MedicalResearch.com Interview with:
Lisa Harnack, DrPH, RD | Professor and Director
Nutrition Coordinating Center
Division of Epidemiology and Community Health
School of Public Health, University of Minnesota
Minneapolis, MN 55454-1087
MedicalResearch.com: What is the background for this study? What are the main findings?
Response: There is interest in considering ways to reshape SNAP so that it better meets meet its objective to help families buy the food they need for good health. Prohibiting the purchase of foods such as soft drinks with SNAP benefits is one of the proposed program changes. Offering an incentive for the purchase of fruits and vegetables is another program change that is being discussed.
Little is known about the effects of prohibitions and restrictions on food purchasing and consumption. Consequently, we carried out an experimental trial to evaluate effects.
In our study we found that a food benefit program that includes both prohibitions on the purchase of less nutritious foods and incentives for purchasing nutritious foods may lead to a number of favorable changes in diet.

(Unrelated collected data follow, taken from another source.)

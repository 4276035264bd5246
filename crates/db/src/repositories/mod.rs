//! Repository layer.
//!
//! Each repository is a zero-sized struct providing async CRUD methods
//! that accept `&PgPool` as the first argument.

pub mod admin_repo;
pub mod asset_repo;
pub mod reel_repo;
pub mod session_repo;

pub use admin_repo::AdminRepo;
pub use asset_repo::AssetRepo;
pub use reel_repo::ReelRepo;
pub use session_repo::SessionRepo;
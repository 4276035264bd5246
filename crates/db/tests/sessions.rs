//! Refresh session redemption and lockout bookkeeping.

use chrono::{Duration, Utc};
use montage_db::models::admin::{Admin, CreateAdmin};
use montage_db::models::session::CreateSession;
use montage_db::repositories::{AdminRepo, SessionRepo};
use sqlx::PgPool;

async fn seed_admin(pool: &PgPool) -> Admin {
    let input = CreateAdmin {
        username: "editor".to_string(),
        password_hash: "not-a-real-hash".to_string(),
    };
    AdminRepo::create(pool, &input).await.unwrap()
}

async fn seed_session(pool: &PgPool, admin_id: i64, hash: &str, expires_in: Duration) {
    let input = CreateSession {
        admin_id,
        refresh_token_hash: hash.to_string(),
        expires_at: Utc::now() + expires_in,
    };
    SessionRepo::create(pool, &input).await.unwrap();
}

#[sqlx::test(migrations = "../../db/migrations")]
async fn refresh_token_redeems_once(pool: PgPool) {
    let admin = seed_admin(&pool).await;
    seed_session(&pool, admin.id, "abc123", Duration::days(7)).await;

    let first = SessionRepo::redeem_refresh_token(&pool, "abc123").await.unwrap();
    assert_eq!(first.unwrap().admin_id, admin.id);

    let second = SessionRepo::redeem_refresh_token(&pool, "abc123").await.unwrap();
    assert!(second.is_none());
}

#[sqlx::test(migrations = "../../db/migrations")]
async fn expired_refresh_token_is_not_redeemed(pool: PgPool) {
    let admin = seed_admin(&pool).await;
    seed_session(&pool, admin.id, "stale", Duration::minutes(-1)).await;

    let redeemed = SessionRepo::redeem_refresh_token(&pool, "stale").await.unwrap();
    assert!(redeemed.is_none());
}

#[sqlx::test(migrations = "../../db/migrations")]
async fn clear_expired_lock_only_touches_expired_locks(pool: PgPool) {
    let admin = seed_admin(&pool).await;
    for _ in 0..5 {
        AdminRepo::increment_failed_login(&pool, admin.id).await.unwrap();
    }

    AdminRepo::lock_account(&pool, admin.id, Utc::now() + Duration::minutes(15))
        .await
        .unwrap();
    assert!(!AdminRepo::clear_expired_lock(&pool, admin.id).await.unwrap());

    AdminRepo::lock_account(&pool, admin.id, Utc::now() - Duration::minutes(1))
        .await
        .unwrap();
    assert!(AdminRepo::clear_expired_lock(&pool, admin.id).await.unwrap());

    let reloaded = AdminRepo::find_by_id(&pool, admin.id).await.unwrap().unwrap();
    assert_eq!(reloaded.failed_login_count, 0);
    assert!(reloaded.locked_until.is_none());
    assert_eq!(
        AdminRepo::increment_failed_login(&pool, admin.id).await.unwrap(),
        1
    );
}
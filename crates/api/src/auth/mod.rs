//! Admin authentication primitives.
//!
//! - [`password`] -- Argon2id password hashing and verification.
//! - [`jwt`] -- access-token generation/validation and refresh-token helpers.

pub mod jwt;
pub mod password;
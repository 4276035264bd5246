//! Montage API server library.
//!
//! Exposes config, state, error handling, auth, and routes so integration
//! tests and the binary entrypoint build the exact same application.

pub mod auth;
pub mod config;
pub mod error;
pub mod handlers;
pub mod middleware;
pub mod response;
pub mod router;
pub mod routes;
pub mod state;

To elaborate, we found those enrolled in a food benefit program that prohibited the purchase of sugar sweetened beverages, sweet bakes goods, and candies with food program benefits and provided a 30% financial incentive for fruit and vegetable purchases had a number of favorable dietary changes that were significantly different from changes among those enrolled in a food benefit program that had neither prohibitions or incentives. These favorable changes included reduced consumption of calories, sugar sweetened beverages, sweet baked goods, and candies; and increased consumption of fruit. The overall nutritional quality of the diet also improved.
Fewer nutritional improvements were observed among those enrolled in food benefit programs that included prohibitions or incentives only.

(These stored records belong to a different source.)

//! Admin refresh-token session model and DTOs.

use montage_core::types::{DbId, Timestamp};
use sqlx::FromRow;

/// A row from the `admin_sessions` table.
#[derive(Debug, Clone, FromRow)]
pub struct AdminSession {
    pub id: DbId,
    pub admin_id: DbId,
    pub refresh_token_hash: String,
    pub expires_at: Timestamp,
    pub is_revoked: bool,
    pub created_at: Timestamp,
    pub updated_at: Timestamp,
}

/// DTO for creating a new session.
pub struct CreateSession {
    pub admin_id: DbId,
    pub refresh_token_hash: String,
    pub expires_at: Timestamp,
}
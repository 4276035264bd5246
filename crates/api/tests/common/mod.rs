#![allow(dead_code)]

use std::sync::Arc;

use axum::body::Body;
use axum::http::{Method, Request, Response};
use axum::Router;
use http_body_util::BodyExt;
use sqlx::PgPool;
use tower::ServiceExt;

use montage_api::auth::jwt::JwtConfig;
use montage_api::auth::password::hash_password;
use montage_api::config::ServerConfig;
use montage_api::router::build_app_router;
use montage_api::state::AppState;
use montage_db::models::admin::{Admin, CreateAdmin};
use montage_db::repositories::AdminRepo;

pub const TEST_PASSWORD: &str = "correct-horse-battery";

/// `ServerConfig` with a fixed JWT secret and the dev CORS origin.
pub fn test_config() -> ServerConfig {
    ServerConfig {
        host: "127.0.0.1".to_string(),
        port: 0,
        cors_origins: vec!["http://localhost:5173".to_string()],
        request_timeout_secs: 30,
        seed_defaults: false,
        default_admin_password: "unused".to_string(),
        jwt: JwtConfig {
            secret: "montage-integration-test-secret".to_string(),
            access_token_expiry_mins: 15,
            refresh_token_expiry_days: 7,
        },
    }
}

/// The production router and middleware stack over the given pool.
pub fn build_test_app(pool: PgPool) -> Router {
    let config = test_config();
    let state = AppState {
        pool,
        config: Arc::new(config.clone()),
    };
    build_app_router(state, &config)
}

// ---------------------------------------------------------------------------
// Request helpers
// ---------------------------------------------------------------------------

async fn send(
    app: Router,
    method: Method,
    uri: &str,
    token: Option<&str>,
    body: Option<serde_json::Value>,
) -> Response<Body> {
    let mut builder = Request::builder().method(method).uri(uri);
    if let Some(token) = token {
        builder = builder.header("authorization", format!("Bearer {token}"));
    }
    let request = match body {
        Some(json) => builder
            .header("content-type", "application/json")
            .body(Body::from(serde_json::to_vec(&json).unwrap()))
            .unwrap(),
        None => builder.body(Body::empty()).unwrap(),
    };
    app.oneshot(request).await.unwrap()
}

pub async fn get(app: Router, uri: &str) -> Response<Body> {
    send(app, Method::GET, uri, None, None).await
}

pub async fn get_auth(app: Router, uri: &str, token: &str) -> Response<Body> {
    send(app, Method::GET, uri, Some(token), None).await
}

pub async fn post_json(app: Router, uri: &str, body: serde_json::Value) -> Response<Body> {
    send(app, Method::POST, uri, None, Some(body)).await
}

pub async fn post_json_auth(
    app: Router,
    uri: &str,
    body: serde_json::Value,
    token: &str,
) -> Response<Body> {
    send(app, Method::POST, uri, Some(token), Some(body)).await
}

pub async fn put_json_auth(
    app: Router,
    uri: &str,
    body: serde_json::Value,
    token: &str,
) -> Response<Body> {
    send(app, Method::PUT, uri, Some(token), Some(body)).await
}

pub async fn delete_auth(app: Router, uri: &str, token: &str) -> Response<Body> {
    send(app, Method::DELETE, uri, Some(token), None).await
}

pub async fn post_auth(app: Router, uri: &str, token: &str) -> Response<Body> {
    send(app, Method::POST, uri, Some(token), None).await
}

pub async fn body_json(response: Response<Body>) -> serde_json::Value {
    let bytes = response.into_body().collect().await.unwrap().to_bytes();
    serde_json::from_slice(&bytes).unwrap()
}

// ---------------------------------------------------------------------------
// Fixtures
// ---------------------------------------------------------------------------

/// Insert an admin whose password is [`TEST_PASSWORD`].
pub async fn create_admin(pool: &PgPool, username: &str) -> Admin {
    let input = CreateAdmin {
        username: username.to_string(),
        password_hash: hash_password(TEST_PASSWORD).unwrap(),
    };
    AdminRepo::create(pool, &input).await.unwrap()
}

/// Log in through the API and return the full auth response.
pub async fn login(app: Router, username: &str, password: &str) -> Response<Body> {
    post_json(
        app,
        "/api/v1/auth/login",
        serde_json::json!({ "username": username, "password": password }),
    )
    .await
}

/// Create an admin, log in, and return its access token.
pub async fn admin_token(pool: &PgPool, app: Router) -> String {
    create_admin(pool, "tester").await;
    let response = login(app, "tester", TEST_PASSWORD).await;
    assert_eq!(response.status(), axum::http::StatusCode::OK);
    let json = body_json(response).await;
    json["access_token"].as_str().unwrap().to_string()
}
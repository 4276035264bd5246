//! Reel entity model and DTOs.

use montage_core::types::{DbId, Timestamp};
use serde::{Deserialize, Serialize};
use sqlx::FromRow;

/// A row from the `reels` table.
#[derive(Debug, Clone, FromRow, Serialize)]
pub struct Reel {
    pub id: DbId,
    pub asset_id: DbId,
    pub name: String,
    pub source_url: String,
    pub created_at: Timestamp,
    pub updated_at: Timestamp,
}

/// DTO for attaching a new reel to an asset.
#[derive(Debug, Clone)]
pub struct CreateReel {
    pub asset_id: DbId,
    pub name: String,
    pub source_url: String,
}

/// DTO for editing a reel. The owning asset cannot change.
#[derive(Debug, Clone, Deserialize)]
pub struct UpdateReel {
    pub name: String,
    #[serde(default)]
    pub source_url: String,
}
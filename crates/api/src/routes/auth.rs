//! Route definitions for the `/auth` resource.

use axum::routing::post;
use axum::Router;

use crate::handlers::auth;
use crate::state::AppState;

/// Routes mounted at `/auth`.
///
/// ```text
/// POST /login    -> login
/// POST /refresh  -> refresh
/// POST /logout   -> logout (requires auth)
/// ```
pub fn router() -> Router<AppState> {
    Router::new()
        .route("/login", post(auth::login))
        .route("/refresh", post(auth::refresh))
        .route("/logout", post(auth::logout))
}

MedicalResearch.com: What should readers take away from your report?
Response: Prohibitions and incentives may lead to favorable changes in the diets of adults participating in a food benefit program such as SNAP. But, this study is the first to evaluate prohibitions and it has some limitations (e.g. effects on children not studied, study was not carried out with actual SNAP participants, etc.).
MedicalResearch.com: What recommendations do you have for future research as a result of this study?
Response: More and better research is needed so that policymakers have a solid evidence-base to inform decisions related to food prohibitions and incentives in SNAP.
MedicalResearch.com: Thank you for your contribution to the MedicalResearch.com community.
Note: Content is Not intended as medical advice. Please consult your health care provider regarding your specific medical condition and questions.